Human Rights Watch's executive director Kenneth Roth offered a similar reaction.

"The most important responsibility of the attorney general is so say no when government officials -- including the president -- are tempted to cross legal boundaries," he said.

In Roth's words, "history will remember Gonzales as the man who never said no to torture and detention policies that violated U.S. and international law."

Like other critics, Roth recalled the fact that, as attorney general and White House Counsel, Gonzales fully endorsed CIA interrogation techniques such as "water boarding" that the United States has long considered to be torture.

"He reviewed and did not object to the Justice Department's infamous 'torture memo', which argued that the president of the United States could not be bound in war times by laws prohibiting torture," Roth said.

Gonzales' critics also refer to the fact that he consistently opposed efforts by other officials in the Bush administration, including Secretary of Defense Robert Gates and Secretary of State Condoleezza Rice, to close the notorious detention center at Guantanamo Bay.

In a January 2002 memorandum to Bush, Gonzales suggested that the president declare the Taliban and Al-Qaeda forces in Afghanistan outside the coverage of the Geneva Convention. "In my judgment," he wrote, the war against terrorism, "renders obsolete Geneva's strict limitations on questioning of enemy prisoners."

However, the memo drew strong objections from Colin Powell, the secretary of state at the time.

Both Human Rights Watch and Human Rights First are trying to build pressure on Congress to probe detention policies approved by Gonzales, and to determine whether specific interrogation practices under his watch violated the law.
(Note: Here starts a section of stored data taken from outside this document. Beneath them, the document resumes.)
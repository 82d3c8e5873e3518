//! Pathfinding trait and the default A* implementation.
//!
//! # Pluggability
//!
//! Agents call routing through the [`Pathfinder`] trait, so a scenario can
//! swap in another search without touching the agents.
//!
//! # Cost units
//!
//! Costs are minutes (`f64`).  Entering a block costs its length over the
//! effective speed, plus `traffic_control_penalty` per sign or signal when
//! travelling by vehicle.
//!
//! # Imperfect knowledge
//!
//! The heuristic is the straight-line distance to the nearest goal over the
//! mode's reference speed.  With probability `1 − ability` each evaluation
//! is scaled by `1 + e`, `e ~ U(−(1 − ability), 1 − ability)`, floored at 0.
//! An ability of 1 consumes no randomness.
//!
//! # Bounds
//!
//! | Goals    | Bound                                                          |
//! |----------|----------------------------------------------------------------|
//! | one      | corridor: skip neighbours farther from the goal than the start is, plus `corridor_tolerance_km` |
//! | several  | iteration cap `max(1, iteration_factor × max_goal_km / avg_block_km)` |

use std::cmp::{Ordering, Reverse};
use std::collections::BinaryHeap;

use rustc_hash::{FxHashMap, FxHashSet};

use ts_core::{AgentRng, BlockId};

use crate::graph::{Edge, Graph};
use crate::{SearchError, SearchResult};

// ── Cost ──────────────────────────────────────────────────────────────────────

/// Totally ordered `f64` for heap keys.
#[derive(Copy, Clone, Debug, PartialEq)]
pub(crate) struct Cost(pub f64);

impl Eq for Cost {}

impl PartialOrd for Cost {
    fn partial_cmp(&self, other: &Self) -> Option<Ordering> {
        Some(self.cmp(other))
    }
}

impl Ord for Cost {
    fn cmp(&self, other: &Self) -> Ordering {
        self.0.total_cmp(&other.0)
    }
}

// ── SearchParams ──────────────────────────────────────────────────────────────

/// Tunables shared by every search.
#[derive(Clone, Debug, serde::Serialize, serde::Deserialize)]
#[serde(default)]
pub struct SearchParams {
    /// Multiplier in the multi-goal iteration cap.
    pub iteration_factor:        f64,
    /// Slack (km) of the single-goal corridor.
    pub corridor_tolerance_km:   f64,
    /// Reference vehicle speed for the heuristic.
    pub drive_speed_kmh:         f64,
    /// Pedestrian speed for walk edges and walking searches.
    pub walk_speed_kmh:          f64,
    /// Minutes added per traffic-control element on a driven block.
    pub traffic_control_penalty: f64,
}

impl Default for SearchParams {
    fn default() -> Self {
        Self {
            iteration_factor:        10.0,
            corridor_tolerance_km:   10.0,
            drive_speed_kmh:         50.0,
            walk_speed_kmh:          5.0,
            traffic_control_penalty: 1.0,
        }
    }
}

// ── SearchQuery / Path ────────────────────────────────────────────────────────

/// One search request.  Build with [`SearchQuery::new`] and the chained
/// setters.
#[derive(Clone, Debug)]
pub struct SearchQuery<'a> {
    pub start:      BlockId,
    pub goals:      &'a [BlockId],
    /// Blocks the search must not enter.
    pub blocked:    &'a [BlockId],
    /// In `[0, 1]`; 1 means perfect knowledge.
    pub ability:    f64,
    /// Permit walk-only edges.
    pub allow_walk: bool,
    /// Travel entirely on foot (implies `allow_walk`).
    pub walk_only:  bool,
}

impl<'a> SearchQuery<'a> {
    pub fn new(start: BlockId, goals: &'a [BlockId]) -> Self {
        Self {
            start,
            goals,
            blocked: &[],
            ability: 1.0,
            allow_walk: false,
            walk_only: false,
        }
    }

    pub fn blocked(mut self, blocked: &'a [BlockId]) -> Self {
        self.blocked = blocked;
        self
    }

    pub fn ability(mut self, ability: f64) -> Self {
        self.ability = ability;
        self
    }

    pub fn allow_walk(mut self) -> Self {
        self.allow_walk = true;
        self
    }

    pub fn walking(mut self) -> Self {
        self.allow_walk = true;
        self.walk_only = true;
        self
    }
}

/// A found path: blocks from start to the reached goal, inclusive.
#[derive(Clone, Debug, PartialEq)]
pub struct Path {
    /// Estimated minutes (the start block itself costs nothing).
    pub cost:   f64,
    pub blocks: Vec<BlockId>,
}

impl Path {
    pub fn goal(&self) -> Option<BlockId> {
        self.blocks.last().copied()
    }

    pub fn len(&self) -> usize {
        self.blocks.len()
    }

    pub fn is_empty(&self) -> bool {
        self.blocks.is_empty()
    }
}

// ── Pathfinder trait ──────────────────────────────────────────────────────────

/// Pluggable search engine.
///
/// `rng` is the calling agent's own stream, so heuristic noise stays
/// reproducible per agent.
pub trait Pathfinder: Send + Sync {
    fn path_search(
        &self,
        graph: &Graph,
        query: &SearchQuery<'_>,
        rng:   &mut AgentRng,
    ) -> SearchResult<Path>;

    fn params(&self) -> &SearchParams;
}

// ── AStarPathfinder ───────────────────────────────────────────────────────────

/// A* over the block graph; see the module docs for cost and bounds.
#[derive(Clone, Debug, Default)]
pub struct AStarPathfinder {
    pub params: SearchParams,
}

impl AStarPathfinder {
    pub fn new(params: SearchParams) -> Self {
        Self { params }
    }
}

impl Pathfinder for AStarPathfinder {
    fn path_search(
        &self,
        graph: &Graph,
        query: &SearchQuery<'_>,
        rng:   &mut AgentRng,
    ) -> SearchResult<Path> {
        a_star(&self.params, graph, query, rng)
    }

    fn params(&self) -> &SearchParams {
        &self.params
    }
}

// ── A* internals ──────────────────────────────────────────────────────────────

/// Minutes to enter `to` over `edge`.
fn step_cost(params: &SearchParams, graph: &Graph, edge: Edge, walk_only: bool) -> f64 {
    let block = graph.block(edge.to);
    if walk_only || edge.walk_only {
        return block.travel_minutes(params.walk_speed_kmh);
    }
    let speed = if block.max_speed_kmh > 0.0 { block.max_speed_kmh } else { params.drive_speed_kmh };
    block.travel_minutes(speed) + params.traffic_control_penalty * block.traffic_control_count() as f64
}

fn iteration_cap(params: &SearchParams, graph: &Graph, start: BlockId, goals: &[BlockId]) -> usize {
    let max_goal_km = goals
        .iter()
        .map(|&g| graph.straight_line_km(start, g))
        .fold(0.0_f64, f64::max);
    let avg = graph.average_block_length_km();
    let cap = if avg > 0.0 {
        (params.iteration_factor * max_goal_km / avg).ceil()
    } else {
        params.iteration_factor * graph.block_count() as f64
    };
    (cap as usize).max(1)
}

fn a_star(
    params: &SearchParams,
    graph:  &Graph,
    q:      &SearchQuery<'_>,
    rng:    &mut AgentRng,
) -> SearchResult<Path> {
    if !graph.contains(q.start) {
        return Err(SearchError::UnknownBlock(q.start));
    }
    let goals: Vec<BlockId> = q.goals.iter().copied().filter(|&g| graph.contains(g)).collect();
    if goals.is_empty() {
        return Err(SearchError::NoRoute { from: q.start });
    }
    if goals.contains(&q.start) {
        return Ok(Path { cost: 0.0, blocks: vec![q.start] });
    }

    let goal_set:    FxHashSet<BlockId> = goals.iter().copied().collect();
    let blocked_set: FxHashSet<BlockId> = q.blocked.iter().copied().collect();

    let ref_speed = if q.walk_only { params.walk_speed_kmh } else { params.drive_speed_kmh };
    let error_scale = (1.0 - q.ability).clamp(0.0, 1.0);

    let heuristic = |b: BlockId, rng: &mut AgentRng| -> f64 {
        let km = goals
            .iter()
            .map(|&g| graph.straight_line_km(b, g))
            .fold(f64::INFINITY, f64::min);
        let mut h = km / ref_speed * 60.0;
        if error_scale > 0.0 && rng.gen_bool(error_scale) {
            h *= 1.0 + rng.uniform(-error_scale, error_scale);
        }
        h.max(0.0)
    };

    // Single goal: corridor.  Several goals: iteration cap.
    let single = goals.len() == 1;
    let corridor_km = graph.straight_line_km(q.start, goals[0]) + params.corridor_tolerance_km;
    let cap = (!single).then(|| iteration_cap(params, graph, q.start, &goals));

    let mut g_score:   FxHashMap<BlockId, f64>     = FxHashMap::default();
    let mut came_from: FxHashMap<BlockId, BlockId> = FxHashMap::default();
    let mut closed:    FxHashSet<BlockId>          = FxHashSet::default();

    // Secondary key BlockId gives deterministic tie-breaking.
    let mut open: BinaryHeap<Reverse<(Cost, BlockId)>> = BinaryHeap::new();
    g_score.insert(q.start, 0.0);
    open.push(Reverse((Cost(heuristic(q.start, rng)), q.start)));

    let mut iterations = 0usize;
    while let Some(Reverse((_, current))) = open.pop() {
        if !closed.insert(current) {
            continue;
        }
        let g_cur = g_score.get(&current).copied().unwrap_or(f64::INFINITY);

        if goal_set.contains(&current) {
            return Ok(Path { cost: g_cur, blocks: reconstruct(&came_from, current) });
        }

        iterations += 1;
        if let Some(cap) = cap {
            if iterations > cap {
                return Err(SearchError::IterationCapReached { cap });
            }
        }

        for edge in graph.edges(current) {
            if edge.walk_only && !q.allow_walk && !q.walk_only {
                continue;
            }
            let nb = edge.to;
            if closed.contains(&nb) || blocked_set.contains(&nb) {
                continue;
            }
            if single && graph.straight_line_km(nb, goals[0]) > corridor_km {
                continue;
            }
            let tentative = g_cur + step_cost(params, graph, edge, q.walk_only);
            if tentative < g_score.get(&nb).copied().unwrap_or(f64::INFINITY) {
                g_score.insert(nb, tentative);
                came_from.insert(nb, current);
                let f = tentative + heuristic(nb, rng);
                open.push(Reverse((Cost(f), nb)));
            }
        }
    }

    Err(SearchError::NoRoute { from: q.start })
}

fn reconstruct(came_from: &FxHashMap<BlockId, BlockId>, goal: BlockId) -> Vec<BlockId> {
    let mut blocks = vec![goal];
    let mut cur = goal;
    while let Some(&prev) = came_from.get(&cur) {
        blocks.push(prev);
        cur = prev;
    }
    blocks.reverse();
    blocks
}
The rights organizations are also urging lawmakers to not confirm a successor to Gonzales unless he or she rejects the notion that the president may ignore laws against torture and rules out the use of abusive interrogation techniques approved by the Bush administration in the past.
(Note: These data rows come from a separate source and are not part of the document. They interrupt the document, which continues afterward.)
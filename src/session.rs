//! Session provided by the upstream auth proxy.
//!
//! The portal never authenticates anyone: it trusts the role and user id
//! headers set in front of it and passes them down to handlers explicitly.

use axum::extract::FromRequestParts;
use axum::http::{request::Parts, HeaderMap};
use std::convert::Infallible;

use crate::menu::Role;

pub const ROLE_HEADER: &str = "x-portal-role";
pub const USER_HEADER: &str = "x-portal-user";

#[derive(Clone, Debug, Default, PartialEq, Eq)]
pub struct Session {
    /// `None` when the header is missing or names no known role.
    pub role: Option<Role>,
    pub user_id: Option<String>,
}

impl Session {
    pub fn from_headers(headers: &HeaderMap) -> Self {
        let header = |name: &str| {
            headers
                .get(name)
                .and_then(|v| v.to_str().ok())
                .map(str::trim)
                .filter(|v| !v.is_empty())
        };
        let raw_role = header(ROLE_HEADER);
        let role = raw_role.and_then(Role::parse);
        if let (Some(raw), None) = (raw_role, role) {
            tracing::warn!("Unknown session role {:?}, treating as absent", raw);
        }
        Self {
            role,
            user_id: header(USER_HEADER).map(str::to_string),
        }
    }

    /// Key for per-user state such as flash notices.
    pub fn flash_key(&self) -> String {
        match (&self.user_id, self.role) {
            (Some(id), _) => id.clone(),
            (None, Some(role)) => format!("role:{}", role.as_str()),
            (None, None) => "anonymous".to_string(),
        }
    }
}

impl<S: Send + Sync> FromRequestParts<S> for Session {
    type Rejection = Infallible;

    async fn from_request_parts(parts: &mut Parts, _state: &S) -> Result<Self, Self::Rejection> {
        Ok(Session::from_headers(&parts.headers))
    }
}
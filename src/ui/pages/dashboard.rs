//! Dashboard overview and the access-denied page.

use dioxus::prelude::*;

use crate::menu::{filter_menu, Role, DASHBOARD_MENU};
use crate::notify::Notice;
use crate::settings::WebsiteSettings;
use crate::ui::components::DashboardShell;

#[component]
pub fn DashboardPage(
    site: WebsiteSettings,
    role: Option<Role>,
    user_id: Option<String>,
    notice: Option<Notice>,
) -> Element {
    let shortcuts: Vec<_> = filter_menu(DASHBOARD_MENU, role)
        .into_iter()
        .filter(|e| e.path != "/dashboard")
        .collect();
    let greeting = match (role, user_id.as_deref()) {
        (Some(r), Some(id)) => format!("Welcome, {} ({}).", r.label(), id),
        (Some(r), None) => format!("Welcome, {}.", r.label()),
        (None, _) => "Your account has no dashboard role assigned.".to_string(),
    };

    rsx! {
        DashboardShell {
            title: "Dashboard".to_string(),
            current_path: "/dashboard".to_string(),
            role: role,
            site: site,
            notice: notice,

            p { "{greeting}" }
            if !shortcuts.is_empty() {
                div { class: "grid",
                    for entry in shortcuts.iter() {
                        article {
                            a { href: entry.path, strong { "{entry.label}" } }
                        }
                    }
                }
            }
        }
    }
}

#[component]
pub fn AccessDeniedPage(site: WebsiteSettings, role: Option<Role>, path: String) -> Element {
    rsx! {
        DashboardShell {
            title: "Access denied".to_string(),
            current_path: path.clone(),
            role: role,
            site: site,

            p { "You do not have permission to view this page." }
            p { a { href: "/dashboard", "Back to dashboard" } }
        }
    }
}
At the international level, numerous rights groups, including those working with the UN system, have repeatedly raised concerns over U.S. justification of the use of coercive methods to extract information from prisoners.

In January, Ban Ki-moon, the UN Secretary General, urged the United States to close its military prison complex in Guantanamo Bay, where hundreds of foreign citizens remain incarcerated on suspicion of links to terrorism.

"The prison at Guantanamo should be closed,'' Ban said at the fifth anniversary of the first transfer of prisoners to Guantanamo.

More than 400 inmates remain locked up there amid questions as to whether or when any will receive a fair trial according to U.S. and international law.